_Exercise brief:_
Would you count how many lines of the entries below include the word "stored"? Give nothing but the number.

Start of Data

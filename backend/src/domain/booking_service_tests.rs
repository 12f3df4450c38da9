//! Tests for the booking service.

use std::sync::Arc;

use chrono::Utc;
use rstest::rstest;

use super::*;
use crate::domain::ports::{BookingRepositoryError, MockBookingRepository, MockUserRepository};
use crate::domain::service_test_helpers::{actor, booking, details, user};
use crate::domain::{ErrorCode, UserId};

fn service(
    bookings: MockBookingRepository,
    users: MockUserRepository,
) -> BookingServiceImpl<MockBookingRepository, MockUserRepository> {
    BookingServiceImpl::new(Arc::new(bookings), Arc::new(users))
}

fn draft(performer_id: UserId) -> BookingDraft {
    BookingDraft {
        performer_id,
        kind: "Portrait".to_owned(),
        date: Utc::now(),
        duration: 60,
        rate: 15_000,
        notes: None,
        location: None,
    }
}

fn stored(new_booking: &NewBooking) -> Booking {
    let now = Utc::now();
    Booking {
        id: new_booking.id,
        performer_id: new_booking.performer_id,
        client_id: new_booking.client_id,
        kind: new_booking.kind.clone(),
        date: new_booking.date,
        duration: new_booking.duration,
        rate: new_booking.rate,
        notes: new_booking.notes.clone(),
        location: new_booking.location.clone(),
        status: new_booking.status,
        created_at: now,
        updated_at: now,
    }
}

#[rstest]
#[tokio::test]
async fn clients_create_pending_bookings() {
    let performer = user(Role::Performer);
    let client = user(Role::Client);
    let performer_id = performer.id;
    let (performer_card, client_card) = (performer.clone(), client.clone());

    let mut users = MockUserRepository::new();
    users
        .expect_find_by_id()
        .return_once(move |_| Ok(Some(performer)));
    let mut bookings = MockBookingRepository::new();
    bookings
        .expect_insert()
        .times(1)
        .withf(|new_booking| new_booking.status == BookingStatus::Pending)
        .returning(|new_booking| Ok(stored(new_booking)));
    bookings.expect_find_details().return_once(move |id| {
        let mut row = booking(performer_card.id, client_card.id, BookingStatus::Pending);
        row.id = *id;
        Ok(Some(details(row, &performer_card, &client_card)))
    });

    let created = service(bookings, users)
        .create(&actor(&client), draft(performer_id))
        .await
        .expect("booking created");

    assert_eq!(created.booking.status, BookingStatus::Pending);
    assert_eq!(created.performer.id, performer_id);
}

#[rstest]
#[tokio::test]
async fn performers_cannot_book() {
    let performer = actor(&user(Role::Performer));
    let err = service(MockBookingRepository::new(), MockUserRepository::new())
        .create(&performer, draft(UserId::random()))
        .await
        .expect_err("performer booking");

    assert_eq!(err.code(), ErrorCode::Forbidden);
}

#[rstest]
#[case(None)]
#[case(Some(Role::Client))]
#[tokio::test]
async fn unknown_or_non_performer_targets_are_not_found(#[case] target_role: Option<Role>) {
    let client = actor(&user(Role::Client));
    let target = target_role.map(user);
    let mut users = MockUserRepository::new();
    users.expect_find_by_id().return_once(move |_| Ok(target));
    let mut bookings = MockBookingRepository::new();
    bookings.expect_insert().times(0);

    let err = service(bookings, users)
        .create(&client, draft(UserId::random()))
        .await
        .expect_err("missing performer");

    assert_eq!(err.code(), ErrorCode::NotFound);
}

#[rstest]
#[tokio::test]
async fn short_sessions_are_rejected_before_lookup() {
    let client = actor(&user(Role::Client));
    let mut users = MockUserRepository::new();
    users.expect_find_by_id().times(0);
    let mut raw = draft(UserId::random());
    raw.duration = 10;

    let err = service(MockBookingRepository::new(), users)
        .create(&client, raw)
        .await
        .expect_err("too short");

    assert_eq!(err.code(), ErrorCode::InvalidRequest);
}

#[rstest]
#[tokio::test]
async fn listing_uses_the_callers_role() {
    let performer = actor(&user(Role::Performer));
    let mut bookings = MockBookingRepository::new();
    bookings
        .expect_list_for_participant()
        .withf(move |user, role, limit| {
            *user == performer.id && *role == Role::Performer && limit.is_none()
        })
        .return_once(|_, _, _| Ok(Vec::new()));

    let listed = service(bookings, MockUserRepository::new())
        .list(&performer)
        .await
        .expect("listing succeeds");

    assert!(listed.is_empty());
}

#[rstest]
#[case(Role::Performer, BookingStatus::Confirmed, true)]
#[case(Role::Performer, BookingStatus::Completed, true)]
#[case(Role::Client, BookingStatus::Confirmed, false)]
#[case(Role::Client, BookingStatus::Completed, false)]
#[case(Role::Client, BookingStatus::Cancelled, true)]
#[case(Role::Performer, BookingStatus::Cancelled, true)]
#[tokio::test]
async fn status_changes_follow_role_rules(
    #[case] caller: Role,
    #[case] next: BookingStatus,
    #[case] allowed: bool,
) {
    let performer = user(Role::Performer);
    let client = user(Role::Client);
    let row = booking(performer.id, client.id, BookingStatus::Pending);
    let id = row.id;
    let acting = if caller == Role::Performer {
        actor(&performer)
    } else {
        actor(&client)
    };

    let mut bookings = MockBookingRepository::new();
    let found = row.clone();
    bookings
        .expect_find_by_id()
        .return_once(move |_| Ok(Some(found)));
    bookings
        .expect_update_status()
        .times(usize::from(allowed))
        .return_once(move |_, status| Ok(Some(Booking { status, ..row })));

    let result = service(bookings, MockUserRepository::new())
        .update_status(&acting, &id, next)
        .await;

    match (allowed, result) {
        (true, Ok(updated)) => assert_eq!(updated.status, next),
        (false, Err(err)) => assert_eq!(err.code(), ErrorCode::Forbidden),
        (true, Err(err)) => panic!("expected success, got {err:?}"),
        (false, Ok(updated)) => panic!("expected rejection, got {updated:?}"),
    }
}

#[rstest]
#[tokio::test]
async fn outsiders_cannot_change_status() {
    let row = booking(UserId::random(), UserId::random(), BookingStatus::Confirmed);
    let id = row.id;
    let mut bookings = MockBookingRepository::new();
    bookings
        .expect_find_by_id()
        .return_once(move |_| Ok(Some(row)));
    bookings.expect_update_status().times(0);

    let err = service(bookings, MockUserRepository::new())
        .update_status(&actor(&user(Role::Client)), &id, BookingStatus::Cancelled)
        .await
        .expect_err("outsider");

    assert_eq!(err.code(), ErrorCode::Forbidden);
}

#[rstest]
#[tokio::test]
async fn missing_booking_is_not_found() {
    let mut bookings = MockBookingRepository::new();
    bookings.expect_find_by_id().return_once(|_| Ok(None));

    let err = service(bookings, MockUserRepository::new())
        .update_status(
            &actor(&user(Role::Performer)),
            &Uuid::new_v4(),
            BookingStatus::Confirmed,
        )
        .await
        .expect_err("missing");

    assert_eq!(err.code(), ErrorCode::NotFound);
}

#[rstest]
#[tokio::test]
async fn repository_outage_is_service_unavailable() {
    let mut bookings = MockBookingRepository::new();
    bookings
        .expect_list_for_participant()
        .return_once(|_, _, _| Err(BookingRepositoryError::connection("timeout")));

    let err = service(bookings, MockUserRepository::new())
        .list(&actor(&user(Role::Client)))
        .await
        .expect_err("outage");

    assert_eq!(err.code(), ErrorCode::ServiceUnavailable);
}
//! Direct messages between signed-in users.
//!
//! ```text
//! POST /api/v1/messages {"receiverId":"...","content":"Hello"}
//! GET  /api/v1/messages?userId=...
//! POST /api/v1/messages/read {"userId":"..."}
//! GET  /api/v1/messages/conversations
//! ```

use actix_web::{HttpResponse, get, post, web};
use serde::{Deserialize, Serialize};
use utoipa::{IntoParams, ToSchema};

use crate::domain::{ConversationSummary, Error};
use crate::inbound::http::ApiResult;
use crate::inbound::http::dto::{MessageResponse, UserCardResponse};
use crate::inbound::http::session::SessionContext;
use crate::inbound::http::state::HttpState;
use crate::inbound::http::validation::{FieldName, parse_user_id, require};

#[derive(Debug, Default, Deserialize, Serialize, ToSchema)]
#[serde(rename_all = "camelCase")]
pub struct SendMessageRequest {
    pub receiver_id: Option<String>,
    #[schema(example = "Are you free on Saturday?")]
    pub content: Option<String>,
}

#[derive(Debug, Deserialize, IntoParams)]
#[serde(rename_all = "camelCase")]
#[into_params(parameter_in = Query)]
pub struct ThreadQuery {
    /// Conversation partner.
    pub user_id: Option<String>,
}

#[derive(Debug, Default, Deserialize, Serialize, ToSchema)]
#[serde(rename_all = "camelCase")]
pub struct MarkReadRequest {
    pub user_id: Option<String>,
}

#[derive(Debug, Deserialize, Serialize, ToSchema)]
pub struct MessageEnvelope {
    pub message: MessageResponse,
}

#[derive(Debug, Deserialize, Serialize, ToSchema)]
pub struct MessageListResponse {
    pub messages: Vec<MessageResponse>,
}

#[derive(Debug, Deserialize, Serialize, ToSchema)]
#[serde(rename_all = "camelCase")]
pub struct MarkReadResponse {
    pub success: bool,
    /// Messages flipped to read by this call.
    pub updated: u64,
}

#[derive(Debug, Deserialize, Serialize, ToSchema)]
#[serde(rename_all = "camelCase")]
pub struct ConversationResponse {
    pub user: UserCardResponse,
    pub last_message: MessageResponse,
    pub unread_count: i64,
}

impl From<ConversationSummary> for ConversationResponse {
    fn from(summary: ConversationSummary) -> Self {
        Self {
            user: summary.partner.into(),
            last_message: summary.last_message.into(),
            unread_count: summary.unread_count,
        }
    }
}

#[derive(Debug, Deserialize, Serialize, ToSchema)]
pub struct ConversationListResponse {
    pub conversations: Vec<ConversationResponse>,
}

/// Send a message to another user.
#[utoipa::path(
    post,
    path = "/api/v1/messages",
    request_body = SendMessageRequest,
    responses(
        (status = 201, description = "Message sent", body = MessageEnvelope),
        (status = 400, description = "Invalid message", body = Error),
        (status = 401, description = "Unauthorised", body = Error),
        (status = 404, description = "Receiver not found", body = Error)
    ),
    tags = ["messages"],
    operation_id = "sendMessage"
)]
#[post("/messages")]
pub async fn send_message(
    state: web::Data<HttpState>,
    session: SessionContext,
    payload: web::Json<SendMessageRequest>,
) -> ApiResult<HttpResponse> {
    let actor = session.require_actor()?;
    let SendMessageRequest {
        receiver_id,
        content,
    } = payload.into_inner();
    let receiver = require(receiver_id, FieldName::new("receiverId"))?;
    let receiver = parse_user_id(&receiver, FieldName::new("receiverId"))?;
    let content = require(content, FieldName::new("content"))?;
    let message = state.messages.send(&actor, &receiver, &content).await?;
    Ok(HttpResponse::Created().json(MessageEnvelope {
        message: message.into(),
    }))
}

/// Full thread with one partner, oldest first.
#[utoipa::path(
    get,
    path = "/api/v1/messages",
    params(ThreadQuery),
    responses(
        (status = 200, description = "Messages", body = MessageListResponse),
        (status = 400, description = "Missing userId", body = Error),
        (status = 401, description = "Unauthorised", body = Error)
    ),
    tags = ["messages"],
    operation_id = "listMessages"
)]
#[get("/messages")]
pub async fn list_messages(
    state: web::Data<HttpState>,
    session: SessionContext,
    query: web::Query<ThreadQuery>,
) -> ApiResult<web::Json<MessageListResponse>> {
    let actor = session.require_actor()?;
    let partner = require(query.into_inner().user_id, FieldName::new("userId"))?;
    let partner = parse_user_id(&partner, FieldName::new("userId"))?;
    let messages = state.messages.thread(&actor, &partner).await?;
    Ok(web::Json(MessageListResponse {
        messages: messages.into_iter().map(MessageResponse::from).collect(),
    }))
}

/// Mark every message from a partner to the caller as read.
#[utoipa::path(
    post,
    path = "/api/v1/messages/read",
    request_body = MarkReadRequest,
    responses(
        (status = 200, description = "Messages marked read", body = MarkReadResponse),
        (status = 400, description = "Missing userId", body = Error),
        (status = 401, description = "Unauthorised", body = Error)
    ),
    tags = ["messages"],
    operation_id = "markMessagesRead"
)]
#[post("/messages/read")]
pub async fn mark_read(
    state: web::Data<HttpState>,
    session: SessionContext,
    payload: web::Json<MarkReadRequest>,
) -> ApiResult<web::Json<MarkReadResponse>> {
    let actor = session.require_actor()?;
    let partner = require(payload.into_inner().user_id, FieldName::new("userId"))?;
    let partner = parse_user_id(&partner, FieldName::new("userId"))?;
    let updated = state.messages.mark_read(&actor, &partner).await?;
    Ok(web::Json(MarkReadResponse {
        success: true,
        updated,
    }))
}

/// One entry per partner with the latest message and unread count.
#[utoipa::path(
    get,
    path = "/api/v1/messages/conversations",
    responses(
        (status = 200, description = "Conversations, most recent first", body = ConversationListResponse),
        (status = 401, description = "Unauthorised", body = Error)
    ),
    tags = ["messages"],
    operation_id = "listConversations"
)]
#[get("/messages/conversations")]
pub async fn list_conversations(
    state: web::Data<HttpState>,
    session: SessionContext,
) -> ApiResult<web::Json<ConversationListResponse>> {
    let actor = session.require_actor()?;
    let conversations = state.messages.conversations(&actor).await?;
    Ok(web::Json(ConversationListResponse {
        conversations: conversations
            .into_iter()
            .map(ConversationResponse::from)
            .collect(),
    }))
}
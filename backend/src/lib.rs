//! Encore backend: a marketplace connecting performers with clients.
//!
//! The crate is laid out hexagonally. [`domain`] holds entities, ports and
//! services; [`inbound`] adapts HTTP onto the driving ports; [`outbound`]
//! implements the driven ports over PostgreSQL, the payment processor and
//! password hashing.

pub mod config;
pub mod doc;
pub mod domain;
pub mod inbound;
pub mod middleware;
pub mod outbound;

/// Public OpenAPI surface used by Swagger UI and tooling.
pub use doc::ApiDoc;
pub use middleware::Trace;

End of Data

_Worked solution:_
2